Data Description
The data recorded ten nurses with more than three years of clinical suctioning experience and twelve nursing students from a university performing Endotracheal Suctioning (ES) on the ESTE-SIM simulation system.
There are two types of data in this dataset:
- Video: recorded from the front side of the nurse beyond the patient mannequin. This video will be published only during training.
- Pose Skeleton (Keypoints): extracted from videos by using YOLOv7. This data will be published for training and testing.
There are a total of 9 activities in the ES procedure. All the activities are listed in the below table.

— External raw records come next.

//! The unified schedule item: events, tasks, and appointments.
//!
//! Upstream records are heterogeneous; everything downstream of the
//! normalizer works on [`ScheduleItem`]. Category-specific fields live on
//! the [`ItemKind`] variant so they are absent, not null, when they do not
//! apply. On the wire the variant is flattened next to the common fields
//! with a `type` tag of `event`, `task`, or `appointment`.

use chrono::{DateTime, Utc};
use serde::{Deserialize, Serialize};

use crate::time::ItemTime;

/// Placeholder summary for records without a title.
pub const NO_TITLE: &str = "(No Title)";

/// One attendee on an appointment, passed through from the calendar API.
#[derive(Debug, Clone, PartialEq, Eq, Serialize, Deserialize)]
#[serde(rename_all = "camelCase")]
pub struct Attendee {
    #[serde(default, skip_serializing_if = "Option::is_none")]
    pub email: Option<String>,
    #[serde(default, skip_serializing_if = "Option::is_none")]
    pub display_name: Option<String>,
    #[serde(default, skip_serializing_if = "Option::is_none")]
    pub response_status: Option<String>,
}

/// Category-specific fields of a schedule item.
#[derive(Debug, Clone, PartialEq, Serialize, Deserialize)]
#[serde(tag = "type", rename_all = "lowercase")]
pub enum ItemKind {
    Event {
        #[serde(default)]
        location: String,
    },
    Task {
        status: String,
        #[serde(rename = "listTitle")]
        list_title: String,
        /// Completion timestamp, preserved as-is; explicit null when absent.
        completed: Option<String>,
        #[serde(default, skip_serializing_if = "Option::is_none")]
        updated: Option<String>,
    },
    Appointment {
        #[serde(default)]
        location: String,
        #[serde(default)]
        attendees: Vec<Attendee>,
    },
}

impl ItemKind {
    /// The wire label of this category.
    pub fn label(&self) -> &'static str {
        match self {
            Self::Event { .. } => "event",
            Self::Task { .. } => "task",
            Self::Appointment { .. } => "appointment",
        }
    }
}

/// The unifying record for events, tasks, and appointments.
#[derive(Debug, Clone, PartialEq, Serialize, Deserialize)]
pub struct ScheduleItem {
    pub id: String,
    pub summary: String,
    pub start: ItemTime,
    pub end: ItemTime,
    #[serde(default)]
    pub description: String,
    #[serde(flatten)]
    pub kind: ItemKind,
}

impl ScheduleItem {
    /// The wire label of this item's category.
    pub fn kind_label(&self) -> &'static str {
        self.kind.label()
    }

    pub fn is_event(&self) -> bool {
        matches!(self.kind, ItemKind::Event { .. })
    }

    pub fn is_task(&self) -> bool {
        matches!(self.kind, ItemKind::Task { .. })
    }

    pub fn is_appointment(&self) -> bool {
        matches!(self.kind, ItemKind::Appointment { .. })
    }

    /// Location, for the categories that carry one.
    pub fn location(&self) -> Option<&str> {
        match &self.kind {
            ItemKind::Event { location } | ItemKind::Appointment { location, .. } => {
                Some(location.as_str())
            }
            ItemKind::Task { .. } => None,
        }
    }

    /// Owning task list title, for tasks.
    pub fn list_title(&self) -> Option<&str> {
        match &self.kind {
            ItemKind::Task { list_title, .. } => Some(list_title.as_str()),
            _ => None,
        }
    }

    /// Task status, for tasks.
    pub fn status(&self) -> Option<&str> {
        match &self.kind {
            ItemKind::Task { status, .. } => Some(status.as_str()),
            _ => None,
        }
    }

    /// Attendees, for appointments.
    pub fn attendees(&self) -> &[Attendee] {
        match &self.kind {
            ItemKind::Appointment { attendees, .. } => attendees,
            _ => &[],
        }
    }

    fn sort_key(&self) -> (bool, Option<DateTime<Utc>>) {
        let instant = self.start.instant();
        (instant.is_none(), instant)
    }
}

/// Sorts items ascending by parsed start time.
///
/// Items whose start never resolves sort after all resolvable ones. Ties
/// may reorder; the sort is not required to be stable.
pub fn sort_items_by_start(items: &mut [ScheduleItem]) {
    items.sort_unstable_by_key(ScheduleItem::sort_key);
}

Table 1. Activities in endotracheal suctioning and their IDs
Activity class id | Activity name |
---|---|
0 | Catheter preparation |
1 | Temporal removement of an artificial airway |
2 | Suctioning phlegm |
3 | Refitting the artificial airway |
4 | Catheter disinfection |
5 | Discarding gloves |
6 | Positioning |
7 | Auscultation |
8 | Others |
Data Structure
Subject Information
We invited ten nurses and twelve nursing students for our data collection. Each participant was asked to perform ES procedure twice. The dataset is divided into a training set (32 videos) and a submission set (12 videos). Here is the information for currently available subjects.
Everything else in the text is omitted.